A new review of the restaurant industry in San Diego, California, shows that since its minimum wage hike to $11.50 per hour, the city has lost a whopping 4,000 restaurant jobs.
Just over a year ago, the city of San Diego decided to skip ahead of the state’s rules to raise the minimum wage to $10.25 per hour and went straight to $11.50. But since that decision, a look at the workers most affected by the new wage seems to show it has hurt, rather than helped them.
In most places in the country, those most affected by the minimum wage are in the restaurant industry. In San Diego, for instance, about half of all workers earning minimum wage are food service workers, according to Reason.com.

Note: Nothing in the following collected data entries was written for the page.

//! Resolve the server's configured timezone to a UTC offset.

use time::{OffsetDateTime, UtcOffset};
use time_tz::{Offset, TimeZone};

/// The current UTC offset of `canonical_timezone`, e.g. "Pacific/Auckland".
///
/// Returns `None` if the name is not a known timezone.
pub fn get_local_offset(canonical_timezone: &str) -> Option<UtcOffset> {
    time_tz::timezones::get_by_name(canonical_timezone)
        .map(|tz| tz.get_offset_utc(&OffsetDateTime::now_utc()).to_utc())
}

#[cfg(test)]
mod tests {
    use time::UtcOffset;

    use super::get_local_offset;

    #[test]
    fn utc_has_zero_offset() {
        assert_eq!(get_local_offset("Etc/UTC"), Some(UtcOffset::UTC));
    }

    #[test]
    fn unknown_timezone_is_none() {
        assert_eq!(get_local_offset("Middle/Earth"), None);
    }
}
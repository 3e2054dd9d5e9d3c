//! Where to send the user once they have logged in.
//!
//! Only same-origin page paths are accepted. Absolute URLs, protocol-relative
//! URLs, API paths and the auth pages themselves are rejected so a crafted
//! link cannot bounce a user off-site or into a redirect loop.

use axum::{extract::Request, http::Uri};

use crate::endpoints;

fn is_safe_redirect_path(path_and_query: &str) -> bool {
    if !path_and_query.starts_with('/') || path_and_query.starts_with("//") {
        return false;
    }

    let path = path_and_query
        .split_once('?')
        .map_or(path_and_query, |(path, _)| path);

    !path.starts_with("/api/")
        && ![
            endpoints::LOG_IN_VIEW,
            endpoints::REGISTER_VIEW,
            endpoints::LOG_OUT,
        ]
        .contains(&path)
}

/// Return the path and query of `raw_url` if it is safe to redirect to after logging in.
pub fn normalize_redirect_url(raw_url: &str) -> Option<String> {
    let uri = raw_url.parse::<Uri>().ok()?;
    if uri.scheme().is_some() || uri.authority().is_some() {
        return None;
    }
    let path_and_query = uri.path_and_query()?.as_str();

    is_safe_redirect_path(path_and_query).then(|| path_and_query.to_owned())
}

/// The log-in page URL that returns the user to what `request` was trying to reach.
///
/// For htmx requests to the API the page the request came from
/// (`HX-Current-URL`) is used, since the API path itself is not a page.
pub fn build_log_in_redirect_url(request: &Request) -> Option<String> {
    let redirect_target = if request.uri().path().starts_with("/api") {
        redirect_target_from_hx_request(request)?
    } else {
        normalize_redirect_url(request.uri().path_and_query()?.as_str())?
    };

    build_log_in_redirect_url_from_target(&redirect_target)
}

pub fn build_log_in_redirect_url_from_target(redirect_target: &str) -> Option<String> {
    match serde_urlencoded::to_string([("redirect_url", redirect_target)]) {
        Ok(param) => Some(format!("{}?{}", endpoints::LOG_IN_VIEW, param)),
        Err(error) => {
            tracing::error!("Could not encode redirect URL {redirect_target}: {error}");
            None
        }
    }
}

fn redirect_target_from_hx_request(request: &Request) -> Option<String> {
    let headers = request.headers();
    let is_hx_request = headers
        .get("hx-request")
        .and_then(|header| header.to_str().ok())
        .is_some_and(|header| header.eq_ignore_ascii_case("true"));

    if !is_hx_request {
        tracing::warn!("Missing HX-Request header for /api request.");
        return None;
    }

    let Some(current_url) = headers
        .get("hx-current-url")
        .and_then(|header| header.to_str().ok())
    else {
        tracing::warn!("Missing HX-Current-URL header for /api request.");
        return None;
    };

    // HX-Current-URL is absolute, so only its path and query are checked.
    let redirect_url = current_url
        .parse::<Uri>()
        .ok()
        .and_then(|uri| uri.path_and_query().map(|path| path.as_str().to_owned()))
        .filter(|path_and_query| is_safe_redirect_path(path_and_query));

    if redirect_url.is_none() {
        tracing::warn!("Invalid HX-Current-URL header value: {current_url}");
    }

    redirect_url
}
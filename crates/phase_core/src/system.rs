use crate::error::{CompileError, EvalError};
use crate::expression::{compile, AllowList, Expression};
use crate::traits::{DynamicalSystem, Scalar};
use serde::{Deserialize, Serialize};

/// A planar system dx/dt = f(x, y), dy/dt = g(x, y) given as two formulas.
///
/// Both formulas are compiled once against [`AllowList::planar`], so `x`, `y`
/// and `t` are the only variables they may reference.
#[derive(Debug, Clone, PartialEq)]
pub struct SystemDefinition {
    expr_x: Expression,
    expr_y: Expression,
}

impl SystemDefinition {
    pub fn new(expr_x: &str, expr_y: &str) -> Result<Self, CompileError> {
        let allowed = AllowList::planar();
        Ok(Self {
            expr_x: compile(expr_x, &allowed)?,
            expr_y: compile(expr_y, &allowed)?,
        })
    }

    pub fn x_expression(&self) -> &Expression {
        &self.expr_x
    }

    pub fn y_expression(&self) -> &Expression {
        &self.expr_y
    }
}

impl DynamicalSystem<f64> for SystemDefinition {
    fn dimension(&self) -> usize {
        2
    }

    fn apply(&self, t: f64, x: &[f64], out: &mut [f64]) -> Result<(), EvalError> {
        let slots = [x[0], x[1], t];
        out[0] = self.expr_x.evaluate_slots(&slots)?;
        out[1] = self.expr_y.evaluate_slots(&slots)?;
        Ok(())
    }
}

/// The Lorenz system. All three parameters are required.
#[derive(Debug, Clone, Copy, PartialEq, Serialize, Deserialize)]
pub struct Lorenz {
    pub sigma: f64,
    pub rho: f64,
    pub beta: f64,
}

impl Lorenz {
    pub fn new(sigma: f64, rho: f64, beta: f64) -> Self {
        Self { sigma, rho, beta }
    }

    /// sigma = 10, rho = 28, beta = 8/3.
    pub fn classic() -> Self {
        Self::new(10.0, 28.0, 8.0 / 3.0)
    }
}

impl<T: Scalar> DynamicalSystem<T> for Lorenz {
    fn dimension(&self) -> usize {
        3
    }

    fn apply(&self, _t: T, x: &[T], out: &mut [T]) -> Result<(), EvalError> {
        let sigma = T::from_constant(self.sigma);
        let rho = T::from_constant(self.rho);
        let beta = T::from_constant(self.beta);
        let (x, y, z) = (x[0], x[1], x[2]);
        out[0] = sigma * (y - x);
        out[1] = x * (rho - z) - y;
        out[2] = x * y - beta * z;
        Ok(())
    }
}
//! Nullclines of a sampled field via marching squares.
//!
//! The x-nullcline is where `U = 0` (horizontal motion stops), the
//! y-nullcline is where `V = 0`. Cells touching a NaN/inf sample are skipped,
//! so singular regions leave gaps just like the arrow plot does.

use crate::grid::{Grid, VectorField};
use nalgebra::DMatrix;
use serde::{Deserialize, Serialize};

/// Disjoint line segments: `points` holds `(x, y)` pairs, `segments` index pairs into it.
#[derive(Debug, Clone, Default, PartialEq, Serialize, Deserialize)]
pub struct Segments {
    pub points: Vec<f64>,
    pub segments: Vec<u32>,
}

impl Segments {
    pub fn len(&self) -> usize {
        self.segments.len() / 2
    }

    pub fn is_empty(&self) -> bool {
        self.segments.is_empty()
    }

    /// `None` when `index` is past the last point.
    pub fn vertex(&self, index: u32) -> Option<(f64, f64)> {
        let i = index as usize * 2;
        Some((*self.points.get(i)?, *self.points.get(i + 1)?))
    }

    fn push(&mut self, a: (f64, f64), b: (f64, f64)) {
        let base = (self.points.len() / 2) as u32;
        self.points.extend([a.0, a.1, b.0, b.1]);
        self.segments.extend([base, base + 1]);
    }
}

#[derive(Debug, Clone, Default, PartialEq, Serialize, Deserialize)]
pub struct Nullclines {
    pub x_nullcline: Segments,
    pub y_nullcline: Segments,
}

pub fn nullclines(field: &VectorField, grid: &Grid) -> Nullclines {
    let xs = grid.x_coords();
    let ys = grid.y_coords();
    Nullclines {
        x_nullcline: zero_contour(&field.u, &xs, &ys),
        y_nullcline: zero_contour(&field.v, &xs, &ys),
    }
}

/// Zero level set of `values`, where `values[(i, j)]` sits at `(xs[j], ys[i])`.
pub fn zero_contour(values: &DMatrix<f64>, xs: &[f64], ys: &[f64]) -> Segments {
    let mut out = Segments::default();
    let (rows, cols) = values.shape();
    for iy in 0..rows.saturating_sub(1) {
        let (y0, y1) = (ys[iy], ys[iy + 1]);
        for ix in 0..cols.saturating_sub(1) {
            let (x0, x1) = (xs[ix], xs[ix + 1]);
            let corners = [
                values[(iy, ix)],
                values[(iy, ix + 1)],
                values[(iy + 1, ix + 1)],
                values[(iy + 1, ix)],
            ];
            if corners.iter().any(|v| !v.is_finite()) {
                continue;
            }

            let mut case_index = 0u8;
            for (bit, value) in corners.iter().enumerate() {
                if *value >= 0.0 {
                    case_index |= 1 << bit;
                }
            }
            let cell = Cell {
                x0,
                x1,
                y0,
                y1,
                v: corners,
            };
            for &(edge_a, edge_b) in marching_squares_edge_pairs(case_index) {
                out.push(cell.edge_point(edge_a), cell.edge_point(edge_b));
            }
        }
    }
    out
}

fn marching_squares_edge_pairs(case_index: u8) -> &'static [(u8, u8)] {
    match case_index {
        1 | 14 => &[(3, 0)],
        2 | 13 => &[(0, 1)],
        3 | 12 => &[(3, 1)],
        4 | 11 => &[(1, 2)],
        5 => &[(3, 2), (0, 1)],
        6 | 9 => &[(0, 2)],
        7 | 8 => &[(3, 2)],
        10 => &[(0, 3), (1, 2)],
        _ => &[],
    }
}

/// Corners are counter-clockwise from `(x0, y0)`; edge `k` joins corner `k` and `k + 1`.
struct Cell {
    x0: f64,
    x1: f64,
    y0: f64,
    y1: f64,
    v: [f64; 4],
}

impl Cell {
    fn edge_point(&self, edge: u8) -> (f64, f64) {
        let Cell { x0, x1, y0, y1, v } = *self;
        match edge {
            0 => (x0 + (x1 - x0) * interpolate_factor(v[0], v[1]), y0),
            1 => (x1, y0 + (y1 - y0) * interpolate_factor(v[1], v[2])),
            2 => (x1 + (x0 - x1) * interpolate_factor(v[2], v[3]), y1),
            _ => (x0, y1 + (y0 - y1) * interpolate_factor(v[3], v[0])),
        }
    }
}

fn interpolate_factor(v0: f64, v1: f64) -> f64 {
    let denominator = v0 - v1;
    if denominator.abs() <= 1e-12 {
        0.5
    } else {
        (v0 / denominator).clamp(0.0, 1.0)
    }
}
use crate::error::{CompileError, EvalError};
use crate::numeric::{BinaryOp, Function, Numeric};
use std::collections::HashMap;
use std::f64::consts::PI;

const CONSTANTS: &[(&str, f64)] = &[("pi", PI)];

/// The closed set of variable names an expression may reference.
///
/// Functions (`sin, cos, tan, exp, sqrt, log`) and constants (`pi`) are always
/// available; the variable list decides the slot order used by
/// [`Expression::evaluate_slots`].
#[derive(Debug, Clone, PartialEq, Eq)]
pub struct AllowList {
    variables: Vec<String>,
}

impl AllowList {
    pub fn new<I, S>(variables: I) -> Self
    where
        I: IntoIterator<Item = S>,
        S: Into<String>,
    {
        Self {
            variables: variables.into_iter().map(Into::into).collect(),
        }
    }

    /// `x`, `y` and `t`, in that slot order.
    pub fn planar() -> Self {
        Self::new(["x", "y", "t"])
    }

    pub fn variables(&self) -> &[String] {
        &self.variables
    }

    fn resolve(&self, name: &str) -> Option<Symbol> {
        if let Some(function) = Function::from_name(name) {
            return Some(Symbol::Function(function));
        }
        if let Some((_, value)) = CONSTANTS.iter().find(|(n, _)| *n == name) {
            return Some(Symbol::Constant(*value));
        }
        self.variables
            .iter()
            .position(|v| v == name)
            .map(Symbol::Variable)
    }

    fn all_names(&self) -> Vec<&str> {
        self.variables
            .iter()
            .map(String::as_str)
            .chain(CONSTANTS.iter().map(|(n, _)| *n))
            .chain(Function::ALL.iter().map(|f| f.name()))
            .collect()
    }
}

#[derive(Debug, Clone, Copy, PartialEq)]
enum Symbol {
    Variable(usize),
    Constant(f64),
    Function(Function),
}

/// Resolved syntax tree. Variables are already mapped to slots.
#[derive(Debug, Clone, PartialEq)]
pub enum Node {
    Number(f64),
    Variable(usize),
    Negate(Box<Node>),
    Binary(BinaryOp, Box<Node>, Box<Node>),
    Call(Function, Box<Node>),
}

/// A compiled formula, evaluable any number of times in scalar or array mode.
#[derive(Debug, Clone, PartialEq)]
pub struct Expression {
    source: String,
    root: Node,
    variables: Vec<String>,
}

/// Parses `input` and checks every identifier against `allowed`.
pub fn compile(input: &str, allowed: &AllowList) -> Result<Expression, CompileError> {
    let tokens = tokenize(input, allowed)?;
    let mut parser = Parser {
        source: input,
        tokens,
        pos: 0,
        depth: 0,
    };
    let root = parser.parse_expression()?;
    if let Some(token) = parser.peek() {
        return Err(parser.error_at(
            token,
            format!("unexpected '{}' after a complete expression", token.text),
            "insert an operator such as '*' between terms",
        ));
    }
    Ok(Expression {
        source: input.to_string(),
        root,
        variables: allowed.variables.clone(),
    })
}

impl Expression {
    pub fn source(&self) -> &str {
        &self.source
    }

    pub fn root(&self) -> &Node {
        &self.root
    }

    /// True when the expression mentions `name` as a variable.
    pub fn references(&self, name: &str) -> bool {
        match self.variables.iter().position(|v| v == name) {
            Some(slot) => node_references(&self.root, slot),
            None => false,
        }
    }

    /// Evaluates with named bindings. The map is only read.
    pub fn evaluate<V: Numeric>(&self, bindings: &HashMap<String, V>) -> Result<V, EvalError> {
        eval_node(&self.root, &|slot| {
            let name = &self.variables[slot];
            bindings
                .get(name)
                .cloned()
                .ok_or_else(|| EvalError::UnboundVariable(name.clone()))
        })
    }

    /// Evaluates with values given in allow-list slot order.
    pub fn evaluate_slots<V: Numeric>(&self, values: &[V]) -> Result<V, EvalError> {
        eval_node(&self.root, &|slot| {
            values
                .get(slot)
                .cloned()
                .ok_or_else(|| EvalError::UnboundVariable(self.variables[slot].clone()))
        })
    }
}
//! Core WASM system wrapper for user-defined planar systems.

use crate::payload::{FieldPayload, TrajectoryPayload};
use anyhow::{Context, Result};
use js_sys::Float64Array;
use phase_core::grid::{sample, Grid};
use phase_core::nullcline::{nullclines, Nullclines};
use phase_core::solvers::IntegratorSettings;
use phase_core::system::SystemDefinition;
use phase_core::traits::DynamicalSystem;
use phase_core::trajectory::{integrate, integrate_both_ways, InitialCondition, TimeSpan};
use serde::Serialize;
use wasm_bindgen::prelude::*;

#[wasm_bindgen]
pub struct WasmSystem {
    pub(crate) system: SystemDefinition,
}

#[derive(Debug, Clone, Serialize)]
pub(crate) struct BothWaysPayload {
    pub forward: TrajectoryPayload,
    pub backward: TrajectoryPayload,
}

pub(crate) fn to_js<T: Serialize>(value: &T) -> Result<JsValue, JsValue> {
    serde_wasm_bindgen::to_value(value)
        .map_err(|err| JsValue::from_str(&format!("Failed to serialize result: {err}")))
}

pub(crate) fn js_error(err: anyhow::Error) -> JsValue {
    JsValue::from_str(&format!("{err:#}"))
}

impl WasmSystem {
    pub(crate) fn build(expr_x: &str, expr_y: &str) -> Result<Self> {
        let system = SystemDefinition::new(expr_x, expr_y)?;
        Ok(Self { system })
    }

    #[allow(clippy::too_many_arguments)]
    pub(crate) fn field_payload(
        &self,
        x_min: f64,
        x_max: f64,
        y_min: f64,
        y_max: f64,
        x_resolution: usize,
        y_resolution: usize,
        normalize: bool,
    ) -> Result<FieldPayload> {
        let grid = Grid::new(x_min, x_max, y_min, y_max, x_resolution, y_resolution)?;
        let field = sample(&self.system, &grid).context("Vector field sampling failed")?;
        Ok(FieldPayload::new(&grid, &field, normalize))
    }

    pub(crate) fn nullcline_geometry(
        &self,
        x_min: f64,
        x_max: f64,
        y_min: f64,
        y_max: f64,
        resolution: usize,
    ) -> Result<Nullclines> {
        let grid = Grid::new(x_min, x_max, y_min, y_max, resolution, resolution)?;
        let field = sample(&self.system, &grid).context("Vector field sampling failed")?;
        Ok(nullclines(&field, &grid))
    }

    pub(crate) fn trajectory_payload(
        &self,
        x0: f64,
        y0: f64,
        duration: f64,
        samples: usize,
        frame_stride: usize,
    ) -> Result<TrajectoryPayload> {
        let span = TimeSpan::new(0.0, duration, samples)?;
        let trajectory = integrate(
            &self.system,
            &InitialCondition::planar(x0, y0),
            &span,
            &IntegratorSettings::default(),
        )
        .context("Trajectory integration failed")?;
        Ok(TrajectoryPayload::new(&trajectory, frame_stride))
    }

    pub(crate) fn both_ways_payload(
        &self,
        x0: f64,
        y0: f64,
        duration: f64,
        samples: usize,
        frame_stride: usize,
    ) -> Result<BothWaysPayload> {
        let (forward, backward) = integrate_both_ways(
            &self.system,
            &InitialCondition::planar(x0, y0),
            duration,
            samples,
            &IntegratorSettings::default(),
        )
        .context("Trajectory integration failed")?;
        Ok(BothWaysPayload {
            forward: TrajectoryPayload::new(&forward, frame_stride),
            backward: TrajectoryPayload::new(&backward, frame_stride),
        })
    }

    pub(crate) fn velocity(&self, x: f64, y: f64) -> Result<[f64; 2]> {
        let mut out = [0.0; 2];
        self.system
            .apply(0.0, &[x, y], &mut out)
            .with_context(|| format!("Cannot evaluate the field at ({x}, {y})"))?;
        Ok(out)
    }
}

#[wasm_bindgen]
impl WasmSystem {
    #[wasm_bindgen(constructor)]
    pub fn new(expr_x: &str, expr_y: &str) -> Result<WasmSystem, JsValue> {
        console_error_panic_hook::set_once();
        Self::build(expr_x, expr_y).map_err(js_error)
    }

    #[allow(clippy::too_many_arguments)]
    pub fn sample_vector_field(
        &self,
        x_min: f64,
        x_max: f64,
        y_min: f64,
        y_max: f64,
        x_resolution: usize,
        y_resolution: usize,
        normalize: bool,
    ) -> Result<JsValue, JsValue> {
        let payload = self
            .field_payload(x_min, x_max, y_min, y_max, x_resolution, y_resolution, normalize)
            .map_err(js_error)?;
        to_js(&payload)
    }

    pub fn compute_nullclines(
        &self,
        x_min: f64,
        x_max: f64,
        y_min: f64,
        y_max: f64,
        resolution: usize,
    ) -> Result<JsValue, JsValue> {
        let geometry = self
            .nullcline_geometry(x_min, x_max, y_min, y_max, resolution)
            .map_err(js_error)?;
        to_js(&geometry)
    }

    /// Negative `duration` integrates backward in time.
    pub fn integrate(
        &self,
        x0: f64,
        y0: f64,
        duration: f64,
        samples: usize,
        frame_stride: usize,
    ) -> Result<JsValue, JsValue> {
        let payload = self
            .trajectory_payload(x0, y0, duration, samples, frame_stride)
            .map_err(js_error)?;
        to_js(&payload)
    }

    pub fn integrate_both_ways(
        &self,
        x0: f64,
        y0: f64,
        duration: f64,
        samples: usize,
        frame_stride: usize,
    ) -> Result<JsValue, JsValue> {
        let payload = self
            .both_ways_payload(x0, y0, duration, samples, frame_stride)
            .map_err(js_error)?;
        to_js(&payload)
    }

    /// `(dx/dt, dy/dt)` at a single point, for hover readouts.
    pub fn velocity_at(&self, x: f64, y: f64) -> Result<Float64Array, JsValue> {
        let velocity = self.velocity(x, y).map_err(js_error)?;
        Ok(Float64Array::from(velocity.as_slice()))
    }
}

#[cfg(test)]
mod tests {
    use super::*;

    #[test]
    fn build_rejects_unknown_function() {
        let err = WasmSystem::build("sinn(x)", "y")
            .err()
            .expect("sinn should be rejected");
        let message = format!("{err:#}");
        assert!(message.contains("sinn"), "unexpected message: {message}");
        assert!(message.contains("use 'sin(x)'"), "missing hint: {message}");
    }

    #[test]
    fn field_payload_is_row_major() {
        let system = WasmSystem::build("x", "y").expect("system");
        let payload = system
            .field_payload(0.0, 2.0, 0.0, 1.0, 3, 2, false)
            .expect("field");
        assert_eq!((payload.rows, payload.cols), (2, 3));
        assert_eq!(payload.u, vec![0.0, 1.0, 2.0, 0.0, 1.0, 2.0]);
        assert_eq!(payload.v, vec![0.0, 0.0, 0.0, 1.0, 1.0, 1.0]);
        assert_eq!(payload.x, vec![0.0, 1.0, 2.0]);
        assert_eq!(payload.y, vec![0.0, 1.0]);
        let max = payload.max_magnitude.expect("finite cells");
        assert!((max - 5f64.sqrt()).abs() < 1e-12);
    }

    #[test]
    fn field_payload_rejects_inverted_range() {
        let system = WasmSystem::build("x", "y").expect("system");
        assert!(system
            .field_payload(1.0, -1.0, 0.0, 1.0, 3, 3, false)
            .is_err());
    }

    #[test]
    fn trajectory_payload_carries_frames() {
        let system = WasmSystem::build("y", "-x").expect("system");
        let payload = system
            .trajectory_payload(1.0, 0.0, 1.0, 11, 5)
            .expect("trajectory");
        assert_eq!(payload.dimension, 2);
        assert_eq!(payload.states.len(), 22);
        let indices: Vec<usize> = payload.frames.iter().map(|f| f.index).collect();
        assert_eq!(indices, vec![0, 5, 10]);
    }

    #[test]
    fn integration_error_keeps_context() {
        let system = WasmSystem::build("1/x", "0").expect("system");
        let err = system
            .trajectory_payload(0.0, 0.0, 1.0, 10, 0)
            .err()
            .expect("singular start");
        let message = format!("{err:#}");
        assert!(message.starts_with("Trajectory integration failed"), "{message}");
        assert!(message.contains("division by zero"), "{message}");
    }

    #[test]
    fn both_ways_share_the_starting_point() {
        let system = WasmSystem::build("-y", "x").expect("system");
        let payload = system
            .both_ways_payload(0.5, 0.5, 2.0, 20, 0)
            .expect("trajectories");
        assert_eq!(&payload.forward.states[..2], &[0.5, 0.5]);
        assert_eq!(&payload.backward.states[..2], &[0.5, 0.5]);
        assert_eq!(payload.backward.times[19], -2.0);
    }

    #[test]
    fn velocity_uses_strict_evaluation() {
        let system = WasmSystem::build("sqrt(x)", "y").expect("system");
        assert_eq!(system.velocity(4.0, 1.0).expect("defined"), [2.0, 1.0]);
        assert!(system.velocity(-1.0, 1.0).is_err());
    }
}
//! One-shot portrait computation driven by a JSON-style request object.

use crate::payload::{FieldPayload, TrajectoryPayload};
use crate::system::{js_error, to_js};
use anyhow::{Context, Result};
use log::debug;
use phase_core::grid::{sample, Grid};
use phase_core::nullcline::{nullclines, Nullclines};
use phase_core::solvers::IntegratorSettings;
use phase_core::system::SystemDefinition;
use phase_core::trajectory::{integrate, integrate_both_ways, InitialCondition, TimeSpan};
use phase_core::Error;
use serde::{Deserialize, Serialize};
use wasm_bindgen::prelude::*;

#[derive(Debug, Clone, PartialEq, Serialize, Deserialize)]
#[serde(default)]
pub struct PortraitRequest {
    pub expr_x: String,
    pub expr_y: String,
    pub x_range: [f64; 2],
    pub y_range: [f64; 2],
    pub x_resolution: usize,
    pub y_resolution: usize,
    pub normalize: bool,
    pub nullclines: bool,
    pub initial_conditions: Vec<[f64; 2]>,
    pub duration: f64,
    pub samples: usize,
    /// Also integrate over `[0, -duration]` from each initial condition.
    pub both_directions: bool,
    pub frame_stride: usize,
    pub settings: IntegratorSettings,
}

impl Default for PortraitRequest {
    fn default() -> Self {
        Self {
            expr_x: "y".to_string(),
            expr_y: "-x".to_string(),
            x_range: [-3.0, 3.0],
            y_range: [-3.0, 3.0],
            x_resolution: 20,
            y_resolution: 20,
            normalize: true,
            nullclines: false,
            initial_conditions: Vec::new(),
            duration: 10.0,
            samples: 500,
            both_directions: false,
            frame_stride: 0,
            settings: IntegratorSettings::default(),
        }
    }
}

#[derive(Debug, Clone, Serialize)]
pub struct TrajectoryOutcome {
    pub initial: [f64; 2],
    pub forward: Option<TrajectoryPayload>,
    pub backward: Option<TrajectoryPayload>,
    /// Set when integration failed; the field is still valid.
    pub error: Option<String>,
}

#[derive(Debug, Clone, Serialize)]
pub struct PortraitResponse {
    pub field: FieldPayload,
    pub nullclines: Option<Nullclines>,
    pub trajectories: Vec<TrajectoryOutcome>,
}

/// Compile and grid errors fail the whole request. Trajectory errors are
/// reported per initial condition.
pub fn portrait(request: &PortraitRequest) -> Result<PortraitResponse> {
    let system = SystemDefinition::new(&request.expr_x, &request.expr_y)?;
    let [x_min, x_max] = request.x_range;
    let [y_min, y_max] = request.y_range;
    let grid = Grid::new(
        x_min,
        x_max,
        y_min,
        y_max,
        request.x_resolution,
        request.y_resolution,
    )?;
    let field = sample(&system, &grid).context("Vector field sampling failed")?;

    let trajectories = request
        .initial_conditions
        .iter()
        .map(|&initial| trajectory_outcome(&system, request, initial))
        .collect();

    Ok(PortraitResponse {
        field: FieldPayload::new(&grid, &field, request.normalize),
        nullclines: request.nullclines.then(|| nullclines(&field, &grid)),
        trajectories,
    })
}

fn trajectory_outcome(
    system: &SystemDefinition,
    request: &PortraitRequest,
    initial: [f64; 2],
) -> TrajectoryOutcome {
    let ic = InitialCondition::planar(initial[0], initial[1]);
    let stride = request.frame_stride;
    let result: Result<(TrajectoryPayload, Option<TrajectoryPayload>), Error> =
        if request.both_directions {
            integrate_both_ways(system, &ic, request.duration, request.samples, &request.settings)
                .map(|(forward, backward)| {
                    (
                        TrajectoryPayload::new(&forward, stride),
                        Some(TrajectoryPayload::new(&backward, stride)),
                    )
                })
        } else {
            TimeSpan::new(0.0, request.duration, request.samples)
                .map_err(Error::from)
                .and_then(|span| {
                    integrate(system, &ic, &span, &request.settings).map_err(Error::from)
                })
                .map(|forward| (TrajectoryPayload::new(&forward, stride), None))
        };

    match result {
        Ok((forward, backward)) => TrajectoryOutcome {
            initial,
            forward: Some(forward),
            backward,
            error: None,
        },
        Err(err) => {
            debug!("trajectory from {initial:?} failed: {err}");
            TrajectoryOutcome {
                initial,
                forward: None,
                backward: None,
                error: Some(err.to_string()),
            }
        }
    }
}

#[wasm_bindgen]
pub fn compute_portrait(request: JsValue) -> Result<JsValue, JsValue> {
    console_error_panic_hook::set_once();
    let request: PortraitRequest = serde_wasm_bindgen::from_value(request)
        .map_err(|err| JsValue::from_str(&format!("Invalid portrait request: {err}")))?;
    let response = portrait(&request).map_err(js_error)?;
    to_js(&response)
}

But since last year’s wage hike, restaurants have shed jobs or ceased expansion to make new jobs at a very high rate. “San Diego has dropped sharply, with perhaps as many as 4,000 jobs lost, or never created in the first place.” Reason states.
“If job growth in the restaurant sector had just kept pace with the state’s performance … the industry could have created 5,200 jobs instead of the 1,300 that took place,” Lynn Reaser, chief economist of the Fermanian Business & Economic Institute at Point Loma Nazarene University, told The San Diego Union-Tribune.
As Forbes magazine’s Tim Worstall recently noted, a similar situation was seen in Seattle after the city ordered a hefty raise in its minimum wage.
Worstall also pointed out that, thus far, all economic evidence tends to show that a higher minimum wage costs jobs and hurts the low-end labor force instead of helping it.
A look at the evidence, Worstall says, shows that a rise in minimum wage cuts “restaurant employment compared to the no wage rise scenario. That seems to be happening,” he adds.
“Score two so far for conventional labor economics then,” Worstall concludes.